Rupert Murdoch Lied Under Oath To Inquiry, Says Gordon Brown

the other games .....

from Crikey …..

Charges imminent for ex-Murdoch journos over hacking

Paul Barry of The Power Index writes:

At 8 o'clock tonight, Australian time, 11 former News of the World journalists, including the paper’s ex-editors, Rebekah Brooks and Andy Coulson, are set to find out whether they will face criminal charges for phone hacking.

The NotW's pet private investigator Glenn Mulcaire, who supervised the hacking of voicemails for the Murdochs’ newspaper, and who has already served time in jail, will also learn his fate.

It’s possible, of course, that Alison Levitt QC of the UK Crown Prosecution Service will smile warmly and tell them: "OK, folks, you’re off the hook, you can all go home." But that's unlikely.

Having screwed up first time around, the Metropolitan Police has been under huge pressure to get convictions, with 96 detectives on Operation Weeting and a further 70 on Operation Elveden, which is investigating corrupt payments to public officials. The Crown Prosecution Service has also showed it will play hard ball by charging Brooks and her husband, Charlie, (along with several others) for conspiring to pervert the course of justice.

A trial date for Brooks on those charges will be set as soon as a decision has been taken on phone hacking, but it is unlikely to be this year.

While the names of the 11 journalists are not officially known, it’s clear they include Brooks, Coulson and the NoTW’s former chief reporter, Neville Thurlbeck, who was the recipient of the notorious "For Neville" email that James Murdoch somehow failed to read. The police parade will likely also include most of the NoTW’s second-tier bosses from the early 2000s, such as managing editor Stuart Kuttner, executive editor Neil Wallis and assistant editors Ian Edmondson and James Weatherup.

One of this gang of 11, may well be the author of a new damning email that surfaced in London’s High Court last week.
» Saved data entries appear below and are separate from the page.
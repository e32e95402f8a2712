//! CLI layer - Command-line interface
//!
//! Contains argument parsing, output formatting, and the application
//! runner.

pub mod app;
pub mod args;
pub mod config_cmd;
pub mod presenter;

// Re-export commonly used types
pub use app::{load_merged_config, run_clip, ClipOptions, EXIT_ERROR, EXIT_SUCCESS, EXIT_USAGE_ERROR};
pub use args::{Cli, Commands, ConfigAction};
pub use config_cmd::handle_config_command;
pub use presenter::Presenter;
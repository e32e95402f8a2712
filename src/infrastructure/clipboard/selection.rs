//! Legacy selection surface backed by wl-copy
//!
//! The desktop rendition of the in-page fallback: the "hidden input"
//! holds the pending text, selection marks it, and the copy command
//! pipes the selection through wl-copy.

use std::io::Write;
use std::process::{Command, Stdio};

use super::writer::{InputHandle, SelectionSurface, SurfaceError};

/// Selection surface that fulfills the copy command with wl-copy.
pub struct WlCopySelection {
    next_id: u64,
    pending: Option<(InputHandle, String)>,
    selected: bool,
}

impl WlCopySelection {
    pub fn new() -> Self {
        Self {
            next_id: 0,
            pending: None,
            selected: false,
        }
    }
}

impl Default for WlCopySelection {
    fn default() -> Self {
        Self::new()
    }
}

impl SelectionSurface for WlCopySelection {
    fn insert_hidden_input(&mut self, text: &str) -> Result<InputHandle, SurfaceError> {
        self.next_id += 1;
        let handle = InputHandle(self.next_id);
        self.pending = Some((handle, text.to_string()));
        self.selected = false;
        Ok(handle)
    }

    fn focus_and_select(&mut self, input: InputHandle) -> Result<(), SurfaceError> {
        match &self.pending {
            Some((handle, _)) if *handle == input => {
                self.selected = true;
                Ok(())
            }
            _ => Err(SurfaceError("no such input".to_string())),
        }
    }

    fn exec_copy(&mut self) -> Result<bool, SurfaceError> {
        if !self.selected {
            return Ok(false);
        }
        let Some((_, text)) = &self.pending else {
            return Ok(false);
        };

        let mut child = Command::new("wl-copy")
            .stdin(Stdio::piped())
            .stdout(Stdio::null())
            .stderr(Stdio::null())
            .spawn()
            .map_err(|e| SurfaceError(format!("wl-copy: {e}")))?;

        if let Some(mut stdin) = child.stdin.take() {
            stdin
                .write_all(text.as_bytes())
                .map_err(|e| SurfaceError(e.to_string()))?;
        }

        let status = child.wait().map_err(|e| SurfaceError(e.to_string()))?;
        Ok(status.success())
    }

    fn remove_input(&mut self, input: InputHandle) {
        if matches!(&self.pending, Some((handle, _)) if *handle == input) {
            self.pending = None;
            self.selected = false;
        }
    }
}
//! Action badge infrastructure module

mod console;

pub use console::ConsoleBadge;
According to David Sherborne, counsel for some of the 417 hacking victims still suing (or contemplating suing) News Group Newspapers, the message contains "an instruction relating to the telephone of a well-known individual" and is of "enormous significance". Or, in the words of another lawyer acting for the victims, Hugh Tomlinson QC, it is "absolutely crucial and important".

So who has been caught holding this smoking gun? According to Justice Vos, the email was sent by "an executive whose identity you know". But sadly we have not been told which one. The email was only produced to the court by Murdoch’s London lawyers, Linklaters, after police tipped off the victims. It was apparently discovered months ago, in March, but not handed over. So much for News’ full and frank co-operation in clearing up this mess.

Last night, the Met’s officer in charge of the phone-hacking and corruption investigations, Sue Akers, told the Leveson Inquiry that News was no longer being so helpful in handing stuff over to police either. In mid-May, News Corp’s Management & Standards Committee stopped disclosing material, said Akers. After a three-week hiatus, it resumed co-operation, but is now demanding police demonstrate why they should be given the material.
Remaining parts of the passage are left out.